Mientras hablábamos por teléfono, comencé a buscar información en una página web que elabora árboles genealógicos y cuenta con información sobre ancestros. Jamás habíamos mantenido una conversación tan extensa. Le mostré dos fotos blanco y negro de su familia que encontré en Internet y se emocionó al ver a sus padres. Me atravesó un sentimiento de ternura ante su reacción: jamás la había visto conmoverse en mi vida. Me explicó quiénes integraban la foto, cómo era cada uno, dónde la habían tomado: era el cumpleaños de su abuelo, Mariano. Mi abuela también estaba allí, una bebé sonriente a upa de su madre. La llamaron Gloria porque nació cuando Vicenta tenía 44 años. Luego vuelve sobre el viaje de su padre:

“Cuando le regalaron ese viaje a mi papá yo acababa de cumplir 15. Me preguntó si quería viajar con él a Italia a modo de regalo, pero no quise. Eran muchos días de viaje y no quería estar lejos por tanto tiempo.”

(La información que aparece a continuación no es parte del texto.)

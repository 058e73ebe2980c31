//! Spatial layout and screen overlays for the Gridworld simulation.
//!
//! This crate models the static side of the world: the occupancy grid of
//! cells keyed by coordinate, the plain-text map format it is built from,
//! and the screen-anchored text panels drawn over a player's view.
//!
//! # Modules
//!
//! - [`cell`] -- A single coordinate's terrain and occupancy record.
//! - [`error`] -- Error types for map construction and loading.
//! - [`map_file`] -- Plain-text map parsing and loading.
//! - [`overlay`] -- Help and profile panels anchored to screen space.
//! - [`spatial_map`] -- The occupancy grid with move/vacate primitives and
//!   vacancy search.

pub mod cell;
pub mod error;
pub mod map_file;
pub mod overlay;
pub mod spatial_map;

// Re-export primary types at crate root.
pub use cell::Cell;
pub use error::WorldError;
pub use map_file::{load_map, parse_map};
pub use overlay::{Overlay, OverlayKind, ProfilePanel};
pub use spatial_map::SpatialMap;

Mi abuela nunca fue a Italia, ni siquiera de vacaciones. A veces se pregunta cómo hubiera sido conocer Génova; otras veces dice que acá tiene todo y no necesita nada de “los europeos”. 

Cuando termina nuestra conversación, cierro el diario de viajes y me voy a la cama. Las contradicciones de Argeo no son muy distintas a las mías: anhelo irme y quedarme, exiliarme sin perderme. Cierro los ojos y sólo escucho el mar, el único testigo fiel de toda esta historia.

Emilia Janica es profesora en Letras (FFyL; UBA), maestranda en Análisis del Discurso (FFyL; UBA) y docente de Semiología en el Ciclo Básico Común (UBA). A su vez, se desempeña como investigadora en formación en el Instituto de Lingüística (FFyL, UBA).
Recientemente, comenzó a indagar en otro tipo de escrituras (un poco menos rígidas, quizá), más que nada, crónicas y autoficciones. El año pasado, publicó “Crónica de una fanática de Charly” en la revista
Por el Camino de Puan (N°5).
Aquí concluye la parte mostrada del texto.